Were these studios those that chose Blu-Ray from the start? Then Paramount should have chosen side a bit earlier, oh well, those that get the last laugh i guess.

Hahahaha ;-)
 
I haven't tried the BD-Live content, although I have discs like Dark Knight and Wall-E.

Nor have I kept up on standalone players but are there players which also have Netflix built-in with BD_Live support and as fast-booting of BD as the PS3 by now?

I don't know why anyone who was interested enough in quality to get a BD player would settle for the poor selection and quality of Netflix streaming though.
 
As you said, that's HDi. What exactly makes that faster or lighter? The browser model hardly has low overhead.
It has significantly lower overhead than a VM, and significantly lower start-up time to JIT-based VMs.

To go a little more OT, back to .NET, when you were talking about memory, isn't everything in .NET an object?
No, .NET gives the illusion that everything is an object for simplicity. In Java you need to cast a double to Double, for instance, to perform operations on it aside from the basic arithmetic types. In C#, it's a primitive but the language/CLR will box/unbox it for you seamlessly. It's just syntactic sugar, not a true "everything is an object" environment.

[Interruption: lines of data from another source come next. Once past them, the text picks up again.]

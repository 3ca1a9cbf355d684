//! System trait and per-pass context.
//!
//! A system is a predicate plus a per-entity transform. Each tick the
//! [`World`](crate::world::World) hands every registered system, in order,
//! the entities its predicate accepts.
//!
//! # System Declaration
//!
//! Each system declares:
//! - Its identifier ([`SystemId`]), used in logs
//! - The component kinds an entity must carry ([`ComponentMask`])
//! - An optional invocation rate in Hz
//!
//! # Lifecycle of a pass
//!
//! 1. `pre_update` once
//! 2. `update` for each eligible entity, ascending id
//! 3. `post_update` once
//! 4. Removals requested through [`SystemContext::despawn`] are applied
//!
//! # Example
//!
//! ```
//! use starbridge_core::entity::{ComponentMask, EntityId};
//! use starbridge_core::entity::components::Hull;
//! use starbridge_core::system::{System, SystemContext, SystemDeclaration, SystemId};
//!
//! struct HullDecay {
//!     declaration: SystemDeclaration,
//! }
//!
//! impl System for HullDecay {
//!     fn declaration(&self) -> &SystemDeclaration {
//!         &self.declaration
//!     }
//!
//!     fn update(&mut self, ctx: &mut SystemContext<'_>, id: EntityId, elapsed_ms: f64) {
//!         if let Some(hull) = ctx.store_mut().component_mut::<Hull>(id) {
//!             hull.integrity = (hull.integrity - elapsed_ms / 1000.0).max(0.0);
//!         }
//!     }
//! }
//!
//! let decay = HullDecay {
//!     declaration: SystemDeclaration::new(SystemId::new("hull_decay"), ComponentMask::HULL),
//! };
//! assert_eq!(decay.declaration().id.as_str(), "hull_decay");
//! ```

use std::fmt;

use rand_chacha::ChaCha8Rng;

use crate::entity::{ComponentMask, Entity, EntityId};
use crate::notify::{Notification, Notifier};
use crate::store::EntityStore;

// =============================================================================
// System Identification
// =============================================================================

/// Name of a system.
#[derive(Debug, Clone, Copy, PartialEq, Eq, Hash)]
pub struct SystemId(&'static str);

impl SystemId {
    /// Creates a new `SystemId`.
    #[must_use]
    pub const fn new(id: &'static str) -> Self {
        Self(id)
    }

    /// Returns the id as a string slice.
    #[must_use]
    pub const fn as_str(&self) -> &'static str {
        self.0
    }
}

impl fmt::Display for SystemId {
    fn fmt(&self, f: &mut fmt::Formatter<'_>) -> fmt::Result {
        f.write_str(self.0)
    }
}

// =============================================================================
// System Declaration
// =============================================================================

/// What a system runs on and how often.
#[derive(Debug, Clone, PartialEq)]
pub struct SystemDeclaration {
    /// Identifier used in logs.
    pub id: SystemId,
    /// Kinds every eligible entity must carry. The narrowest of these also
    /// picks the index the scheduler draws candidates from.
    pub requires: ComponentMask,
    /// Invocation rate in Hz. `None` runs every tick.
    pub frequency: Option<f64>,
}

impl SystemDeclaration {
    /// Declaration that runs every tick.
    #[must_use]
    pub const fn new(id: SystemId, requires: ComponentMask) -> Self {
        Self {
            id,
            requires,
            frequency: None,
        }
    }

    /// Same declaration, throttled to `hz`.
    #[must_use]
    pub fn with_frequency(mut self, hz: f64) -> Self {
        self.frequency = Some(hz);
        self
    }

    /// Milliseconds that must accumulate between invocations.
    #[must_use]
    pub fn interval_ms(&self) -> Option<f64> {
        self.frequency
            .filter(|hz| *hz > 0.0)
            .map(|hz| 1000.0 / hz)
    }
}

// =============================================================================
// System Context
// =============================================================================

/// Everything a system may touch during its pass.
///
/// The store, the world's RNG and the notifier are borrowed from the world
/// for the duration of one system's pass. Entity removal is buffered here
/// and applied once the pass ends.
pub struct SystemContext<'a> {
    store: &'a mut EntityStore,
    rng: &'a mut ChaCha8Rng,
    notifier: &'a mut dyn Notifier,
    despawns: &'a mut Vec<EntityId>,
    tick: u64,
}

impl<'a> SystemContext<'a> {
    /// Bundles the world's parts for one pass.
    pub fn new(
        store: &'a mut EntityStore,
        rng: &'a mut ChaCha8Rng,
        notifier: &'a mut dyn Notifier,
        despawns: &'a mut Vec<EntityId>,
        tick: u64,
    ) -> Self {
        Self {
            store,
            rng,
            notifier,
            despawns,
            tick,
        }
    }

    /// Read access to every entity.
    #[must_use]
    pub fn store(&self) -> &EntityStore {
        self.store
    }

    /// Write access to component values.
    pub fn store_mut(&mut self) -> &mut EntityStore {
        self.store
    }

    /// The world's seeded RNG.
    pub fn rng(&mut self) -> &mut ChaCha8Rng {
        self.rng
    }

    /// Publishes a notification on its own topic.
    pub fn notify(&mut self, notification: &Notification) {
        self.notifier.notify(notification.topic(), notification);
    }

    /// Queues `id` for removal once the current pass ends.
    pub fn despawn(&mut self, id: EntityId) {
        if !self.despawns.contains(&id) {
            self.despawns.push(id);
        }
    }

    /// Whether `id` is already queued for removal.
    #[must_use]
    pub fn is_despawning(&self, id: EntityId) -> bool {
        self.despawns.contains(&id)
    }

    /// Tick being computed.
    #[must_use]
    pub const fn tick(&self) -> u64 {
        self.tick
    }
}

impl fmt::Debug for SystemContext<'_> {
    fn fmt(&self, f: &mut fmt::Formatter<'_>) -> fmt::Result {
        f.debug_struct("SystemContext")
            .field("entities", &self.store.len())
            .field("despawns", &self.despawns)
            .field("tick", &self.tick)
            .finish_non_exhaustive()
    }
}

// =============================================================================
// System Trait
// =============================================================================

/// Per-tick transform over a subset of entities.
///
/// Systems must be `Send` so a whole world can move between threads.
///
/// # Implementation Guidelines
///
/// - Treat every optional component as possibly absent; a missing component
///   makes `update` a no-op for that entity, never a panic.
/// - Draw randomness only from [`SystemContext::rng`].
/// - Remove entities only through [`SystemContext::despawn`].
pub trait System: Send {
    /// Returns the system's declaration.
    fn declaration(&self) -> &SystemDeclaration;

    /// Whether `entity` should be handed to [`System::update`].
    ///
    /// Defaults to carrying every kind in the declaration's `requires`.
    fn test(&self, entity: &Entity) -> bool {
        entity.mask().contains(self.declaration().requires)
    }

    /// Runs once before any entity in this pass.
    fn pre_update(&mut self, _ctx: &mut SystemContext<'_>, _elapsed_ms: f64) {}

    /// Runs once per eligible entity.
    fn update(&mut self, ctx: &mut SystemContext<'_>, id: EntityId, elapsed_ms: f64);

    /// Runs once after every entity in this pass.
    fn post_update(&mut self, _ctx: &mut SystemContext<'_>, _elapsed_ms: f64) {}
}

#[cfg(test)]
mod tests {
    use super::*;
    use crate::entity::components::Components;
    use crate::notify::NullNotifier;
    use rand::SeedableRng;

    struct Noop {
        declaration: SystemDeclaration,
    }

    impl System for Noop {
        fn declaration(&self) -> &SystemDeclaration {
            &self.declaration
        }

        fn update(&mut self, _ctx: &mut SystemContext<'_>, _id: EntityId, _elapsed_ms: f64) {}
    }

    #[test]
    fn interval_from_frequency() {
        let decl = SystemDeclaration::new(SystemId::new("x"), ComponentMask::empty()).with_frequency(5.0);
        assert_eq!(decl.interval_ms(), Some(200.0));
        let every_tick = SystemDeclaration::new(SystemId::new("y"), ComponentMask::empty());
        assert_eq!(every_tick.interval_ms(), None);
    }

    #[test]
    fn default_test_requires_all_kinds() {
        let system = Noop {
            declaration: SystemDeclaration::new(
                SystemId::new("noop"),
                ComponentMask::POWER | ComponentMask::EFFICIENCY,
            ),
        };
        let partial = Entity::new(
            EntityId::new(1),
            Components::new().with(crate::entity::components::Power::default()),
        );
        let full = Entity::new(
            EntityId::new(2),
            Components::new()
                .with(crate::entity::components::Power::default())
                .with(crate::entity::components::Efficiency::default()),
        );
        assert!(!system.test(&partial));
        assert!(system.test(&full));
    }

    #[test]
    fn despawn_is_deduplicated() {
        let mut store = EntityStore::new();
        let mut rng = ChaCha8Rng::seed_from_u64(0);
        let mut notifier = NullNotifier;
        let mut despawns = Vec::new();
        let mut ctx = SystemContext::new(&mut store, &mut rng, &mut notifier, &mut despawns, 0);

        ctx.despawn(EntityId::new(3));
        ctx.despawn(EntityId::new(3));
        assert!(ctx.is_despawning(EntityId::new(3)));
        drop(ctx);
        assert_eq!(despawns, vec![EntityId::new(3)]);
    }
}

These runtimes really aren't lightweight, they're not meant to be. If you want to go 'lightweight' with Java, use a lot of arrays and primitives. And remove any sharp objects from reach.
From what I see in the BD-J spec, it's very object-heavy.

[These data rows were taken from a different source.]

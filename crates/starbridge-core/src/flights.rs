//! Independent worlds running side by side.
//!
//! A server hosts one [`World`] per flight (bridge crew session). Flights
//! never share state, so ticking them is embarrassingly parallel; each
//! world is still advanced on one thread, keeping its own run
//! deterministic.

use std::collections::BTreeMap;

use rayon::prelude::*;
use tracing::info;

use crate::error::Result;
use crate::hash::hash_world;
use crate::world::World;

/// Named worlds, ticked together.
#[derive(Debug, Default)]
pub struct Flights {
    flights: BTreeMap<String, World>,
}

impl Flights {
    /// Creates an empty registry.
    #[must_use]
    pub fn new() -> Self {
        Self::default()
    }

    /// Registers `world` under `name`, returning any world it replaces.
    pub fn add(&mut self, name: impl Into<String>, world: World) -> Option<World> {
        let name = name.into();
        info!(flight = %name, seed = world.seed(), "flight added");
        self.flights.insert(name, world)
    }

    /// Removes a flight.
    pub fn remove(&mut self, name: &str) -> Option<World> {
        let removed = self.flights.remove(name);
        if removed.is_some() {
            info!(flight = %name, "flight removed");
        }
        removed
    }

    /// Looks up a flight.
    #[must_use]
    pub fn get(&self, name: &str) -> Option<&World> {
        self.flights.get(name)
    }

    /// Looks up a flight for mutation.
    pub fn get_mut(&mut self, name: &str) -> Option<&mut World> {
        self.flights.get_mut(name)
    }

    /// Flight names, sorted.
    pub fn names(&self) -> impl Iterator<Item = &str> + '_ {
        self.flights.keys().map(String::as_str)
    }

    /// Number of flights.
    #[must_use]
    pub fn len(&self) -> usize {
        self.flights.len()
    }

    /// Whether no flights are registered.
    #[must_use]
    pub fn is_empty(&self) -> bool {
        self.flights.is_empty()
    }

    /// Advances every flight by one tick, in parallel.
    pub fn update_all(&mut self, elapsed_ms: f64) {
        self.flights
            .par_iter_mut()
            .for_each(|(_, world)| world.update(elapsed_ms));
    }

    /// State hash of every flight.
    ///
    /// # Errors
    ///
    /// Propagates the first [`hash_world`] failure.
    pub fn hashes(&self) -> Result<BTreeMap<String, u64>> {
        self.flights
            .iter()
            .map(|(name, world)| Ok((name.clone(), hash_world(world)?)))
            .collect()
    }
}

Android is a very bad example and should never be used to show Java's slowness. The Dalvik VM is a piss-poor performing hack that doesn't support JIT and makes a lot of trade offs. A proper VM would perform much much better.
JIT on a mobile device would be a terrible idea. The loading time would be unacceptable and I'm sure it wouldn't be terribly good on the battery life.

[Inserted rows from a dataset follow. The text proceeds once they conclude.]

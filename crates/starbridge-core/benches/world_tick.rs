use criterion::{black_box, criterion_group, criterion_main, Criterion};
use glam::DVec3;
use starbridge_core::entity::components::{
    Behavior, BehaviorKind, Efficiency, Hull, NearbyObjects, PhysicsWorld, PlanetarySystem,
    Position, Power, Reactor, ShipSystem, ShipSystems, Velocity,
};
use starbridge_core::{Components, Flights, World, WorldConfig};

/// A system with `ships` small ships spread along X, each with a reactor
/// feeding two consumers and a wandering helm.
fn fleet(seed: u64, ships: usize) -> World {
    let mut world = World::from_config(&WorldConfig::with_seed(seed)).expect("valid config");
    let sol = world.spawn(Components::new().with(PlanetarySystem {
        name: "Sol".into(),
    }));

    for i in 0..ships {
        let ship = world.spawn(
            Components::new()
                .with(Position::in_frame(DVec3::new(i as f64 * 50.0, 0.0, 0.0), sol))
                .with(Velocity::default())
                .with(Hull::new(100.0))
                .with(NearbyObjects::default())
                .with(PhysicsWorld::default())
                .with(Behavior::new(BehaviorKind::Wander, 20.0, 5.0)),
        );
        let consumers: Vec<_> = (0..2)
            .map(|_| {
                world.spawn(
                    Components::new()
                        .with(ShipSystem { ship_id: ship })
                        .with(Power {
                            power_draw: 3,
                            max_safe_power: 4,
                            ..Power::default()
                        })
                        .with(Efficiency {
                            entropy_multiplier: 0.001,
                            ..Efficiency::default()
                        }),
                )
            })
            .collect();
        let reactor = world.spawn(
            Components::new()
                .with(ShipSystem { ship_id: ship })
                .with(Reactor {
                    max_output: 6,
                    output_assignment: consumers
                        .iter()
                        .flat_map(|&id| [id, id, id])
                        .collect(),
                    ..Reactor::default()
                }),
        );
        let mut members = consumers;
        members.push(reactor);
        world
            .add_component(ship, ShipSystems::from_ids(members))
            .expect("ship exists");
    }
    world
}

fn bench_world_tick(c: &mut Criterion) {
    let mut world = fleet(1, 50);
    c.bench_function("world_tick_50_ships", |b| {
        b.iter(|| world.update(black_box(200.0)));
    });
}

fn bench_world_tick_larger(c: &mut Criterion) {
    // Proximity is quadratic per system; this is the stress case.
    let mut world = fleet(1, 200);
    c.bench_function("world_tick_200_ships", |b| {
        b.iter(|| world.update(black_box(200.0)));
    });
}

fn bench_parallel_flights(c: &mut Criterion) {
    let mut flights = Flights::new();
    for seed in 0..8 {
        flights.add(format!("flight-{seed}"), fleet(seed, 25));
    }
    c.bench_function("flights_8x25_ships", |b| {
        b.iter(|| flights.update_all(black_box(200.0)));
    });
}

criterion_group!(benches, bench_world_tick, bench_world_tick_larger, bench_parallel_flights);
criterion_main!(benches);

Perhaps if the JIT was integrated into the install process it'd work better -- when you download the app on your phone and it's "installing" it'll JIT just the once and cache the code. Kind of like how Paint.NET works with .NET on Windows.
 
I don't know why anyone who was interested enough in quality to get a BD player would settle for the poor selection and quality of Netflix streaming though.
Convenience. Much as I like some BRDs, some movies really don't require it, and if you just fancy a particular flick at a particular time without caring to own it, a DVD-quality stream is plenty good enough.
 
Definitely. I rent blurays (3-4 a week), but I also frequently watch movies on-demand on my cable box. They're in HD/5.1, but not at the same quality as the Bluray...but the convenience is unmatched. Especially because my on-demand service is similar to Netflix in that it's free per movie (it's included in my movie channel subscriptions), just with smaller selection that changes ever couple weeks.
 
Java can be hardware accelerated as well as HDi. The problem is it will bump the BOM cost. There is little speed advantage for HDi/JavaScript when compared to an opimized Java VM (There is GC in JavaScript too :)). You can run native code in Java like you do in JavaScript, without tying to a particular CPU (family).

The library would make a difference, but a good Java VM should be able to prune unused libraries just like the jbed one, even at compile time. This depends on the VM vendor though. For people with bad experiences in Java, my guess is they rely mostly on popular libraries that focus on ease-of-development, and flexibility, hence there are a lot of overhead.

The second thing is because Java is an open standard, we will get more variance in VM implementation. The HDi stack is a single provider solution despite some effort to standardize it. When there are more implementations, we will likely get shoddy ones too (Unless everyone goes to the same vendor :)).

At the end of the day, it's up to the programmer. If he relies on third party heavy weight, inefficient library, then it'd be slow.

HDi has a fixed, simpler library. Unfortunately, we don't get to see any instant streaming service written in it. BD-J provides much more flexibility for the studios to explore their creativity. I will always value that since it does not artificially limit the developers.

If people just want a simple interface, Blu-ray has a simpler interface language too (although that doesn't support PiP). BD-J is there to provide an open-ended environment.